__Exercise__:
Take the line with "let result = mock.check().await;" and every line after it in the data. Transcribe them exactly, through the last.

Stored data
=== Begin Enclosure ===

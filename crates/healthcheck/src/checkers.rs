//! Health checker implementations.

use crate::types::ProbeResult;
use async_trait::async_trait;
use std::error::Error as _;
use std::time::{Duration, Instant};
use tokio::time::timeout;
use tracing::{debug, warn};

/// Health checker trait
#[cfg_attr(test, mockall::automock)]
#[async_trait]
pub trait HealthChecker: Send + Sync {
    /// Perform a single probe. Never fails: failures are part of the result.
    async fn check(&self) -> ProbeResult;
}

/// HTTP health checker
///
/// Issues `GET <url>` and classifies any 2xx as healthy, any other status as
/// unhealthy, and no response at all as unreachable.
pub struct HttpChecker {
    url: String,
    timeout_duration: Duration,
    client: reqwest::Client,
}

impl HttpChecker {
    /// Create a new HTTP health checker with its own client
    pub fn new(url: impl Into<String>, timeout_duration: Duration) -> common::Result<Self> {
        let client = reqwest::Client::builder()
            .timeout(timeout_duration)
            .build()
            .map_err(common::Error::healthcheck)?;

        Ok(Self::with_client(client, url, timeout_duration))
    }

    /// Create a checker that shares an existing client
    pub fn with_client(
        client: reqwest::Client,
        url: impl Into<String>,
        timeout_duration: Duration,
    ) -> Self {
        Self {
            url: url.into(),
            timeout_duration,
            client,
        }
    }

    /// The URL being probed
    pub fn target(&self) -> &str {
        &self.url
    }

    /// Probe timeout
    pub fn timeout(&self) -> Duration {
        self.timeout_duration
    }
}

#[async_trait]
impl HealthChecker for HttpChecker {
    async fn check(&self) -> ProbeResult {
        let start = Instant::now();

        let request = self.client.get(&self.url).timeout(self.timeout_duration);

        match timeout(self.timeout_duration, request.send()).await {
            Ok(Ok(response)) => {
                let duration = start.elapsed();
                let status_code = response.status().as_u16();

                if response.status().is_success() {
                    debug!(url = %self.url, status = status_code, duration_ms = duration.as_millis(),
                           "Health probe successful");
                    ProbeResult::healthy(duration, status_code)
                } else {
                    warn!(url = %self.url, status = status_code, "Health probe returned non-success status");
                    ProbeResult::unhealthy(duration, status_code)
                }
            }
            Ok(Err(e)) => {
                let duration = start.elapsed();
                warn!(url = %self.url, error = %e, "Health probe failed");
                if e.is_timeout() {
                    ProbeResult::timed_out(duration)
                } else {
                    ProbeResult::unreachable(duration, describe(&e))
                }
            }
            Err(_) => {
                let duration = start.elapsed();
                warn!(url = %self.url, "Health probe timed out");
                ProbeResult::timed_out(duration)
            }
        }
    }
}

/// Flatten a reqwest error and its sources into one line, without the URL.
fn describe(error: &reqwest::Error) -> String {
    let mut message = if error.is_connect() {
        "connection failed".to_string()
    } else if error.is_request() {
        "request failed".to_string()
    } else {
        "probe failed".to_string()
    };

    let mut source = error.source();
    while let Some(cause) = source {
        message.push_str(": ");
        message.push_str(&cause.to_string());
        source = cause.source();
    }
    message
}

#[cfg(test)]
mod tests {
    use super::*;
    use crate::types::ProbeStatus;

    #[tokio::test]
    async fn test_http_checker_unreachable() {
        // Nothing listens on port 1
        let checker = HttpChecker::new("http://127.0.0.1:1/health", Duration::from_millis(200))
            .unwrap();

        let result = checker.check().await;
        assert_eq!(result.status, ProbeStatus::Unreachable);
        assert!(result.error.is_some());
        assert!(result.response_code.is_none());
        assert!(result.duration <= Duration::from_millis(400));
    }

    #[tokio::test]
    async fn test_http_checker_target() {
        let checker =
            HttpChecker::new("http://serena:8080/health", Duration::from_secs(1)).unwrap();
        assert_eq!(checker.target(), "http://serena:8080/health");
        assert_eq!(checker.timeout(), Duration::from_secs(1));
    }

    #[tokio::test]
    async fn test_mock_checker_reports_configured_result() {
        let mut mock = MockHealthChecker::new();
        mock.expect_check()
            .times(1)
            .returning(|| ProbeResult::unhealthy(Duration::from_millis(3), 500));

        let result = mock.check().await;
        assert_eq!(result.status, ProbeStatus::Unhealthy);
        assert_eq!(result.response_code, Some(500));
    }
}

=== End Enclosure ===

__Response for this exercise__:
        let result = mock.check().await;
        assert_eq!(result.status, ProbeStatus::Unhealthy);
        assert_eq!(result.response_code, Some(500));
    }
}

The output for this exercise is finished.